* **Your assignment**:
Starting at the line containing "if matches!(self, TaskError::MethodNotAllowed(_))" and ending at the line containing "async fn handle_task(body: String)", print every line of the material below exactly, both ends included, and stop there.

* **Given records**:
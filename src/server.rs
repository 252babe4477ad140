//! HTTP surface: a single POST task endpoint plus envelope shaping.

use crate::error::TaskError;
use crate::task::{self, TaskOutcome};
use axum::http::{header, HeaderValue, Method, StatusCode};
use axum::response::{IntoResponse, Response};
use axum::routing::post;
use axum::{Json, Router};
use serde::Serialize;
use serde_json::Value as JsonValue;

pub const TASK_PATH: &str = "/api/tasks/send";

#[derive(Debug, Serialize)]
struct ResultSchema {
    #[serde(rename = "type")]
    media_type: &'static str,
    #[serde(skip_serializing_if = "Option::is_none")]
    encoding: Option<&'static str>,
}

#[derive(Debug, Serialize)]
struct SuccessEnvelope {
    status: &'static str,
    message: &'static str,
    result_schema: ResultSchema,
    result_reference: JsonValue,
}

#[derive(Debug, Serialize)]
struct FailureEnvelope {
    status: &'static str,
    error: FailureDetail,
}

#[derive(Debug, Serialize)]
struct FailureDetail {
    code: &'static str,
    message: String,
}

impl IntoResponse for TaskError {
    fn into_response(self) -> Response {
        let envelope = FailureEnvelope {
            status: "failed",
            error: FailureDetail {
                code: self.code(),
                message: self.to_string(),
            },
        };
        let mut response = (self.status(), Json(envelope)).into_response();
        if matches!(self, TaskError::MethodNotAllowed(_)) {
            response
                .headers_mut()
                .insert(header::ALLOW, HeaderValue::from_static("POST"));
        }
        response
    }
}

/// Build the application router.
pub fn router() -> Router {
    Router::new().route(TASK_PATH, post(handle_task).fallback(method_not_allowed))
}

/// Handle one task request end to end; every path produces exactly one
/// response.
async fn handle_task(body: String) -> Response {
    let payload: JsonValue = match serde_json::from_str(&body) {
        Ok(value) => value,
        Err(_) => {
            let err = TaskError::BadRequest("Invalid or missing JSON payload.".to_string());
            tracing::warn!(code = err.code(), "rejected unparsable payload");
            return err.into_response();
        }
    };

    match task::run_task(&payload) {
        Ok(outcome) => success_response(outcome),
        Err(err) => {
            if err.status().is_server_error() {
                tracing::error!(code = err.code(), message = %err, "task failed");
            } else {
                tracing::warn!(code = err.code(), message = %err, "task rejected");
            }
            err.into_response()
        }
    }
}

async fn method_not_allowed(method: Method) -> Response {
    TaskError::MethodNotAllowed(format!(
        "Method {method} Not Allowed. Only POST is supported."
    ))
    .into_response()
}

fn success_response(outcome: TaskOutcome) -> Response {
    let envelope = match outcome {
        TaskOutcome::Analysis(analysis) => {
            let result_reference = match serde_json::to_value(&analysis) {
                Ok(value) => value,
                Err(e) => {
                    return TaskError::Internal(format!(
                        "Failed to serialize analysis result: {e}"
                    ))
                    .into_response()
                }
            };
            SuccessEnvelope {
                status: "completed",
                message: "Data analysis complete.",
                result_schema: ResultSchema {
                    media_type: "application/json",
                    encoding: None,
                },
                result_reference,
            }
        }
        TaskOutcome::Chart(data_uri) => SuccessEnvelope {
            status: "completed",
            message: "Chart created successfully.",
            result_schema: ResultSchema {
                media_type: "image/png",
                encoding: Some("base64"),
            },
            result_reference: JsonValue::String(data_uri),
        },
    };

    (StatusCode::OK, Json(envelope)).into_response()
}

* **Solution to the problem**:
        if matches!(self, TaskError::MethodNotAllowed(_)) {
            response
                .headers_mut()
                .insert(header::ALLOW, HeaderValue::from_static("POST"));
        }
        response
    }
}

/// Build the application router.
pub fn router() -> Router {
    Router::new().route(TASK_PATH, post(handle_task).fallback(method_not_allowed))
}

/// Handle one task request end to end; every path produces exactly one
/// response.
async fn handle_task(body: String) -> Response {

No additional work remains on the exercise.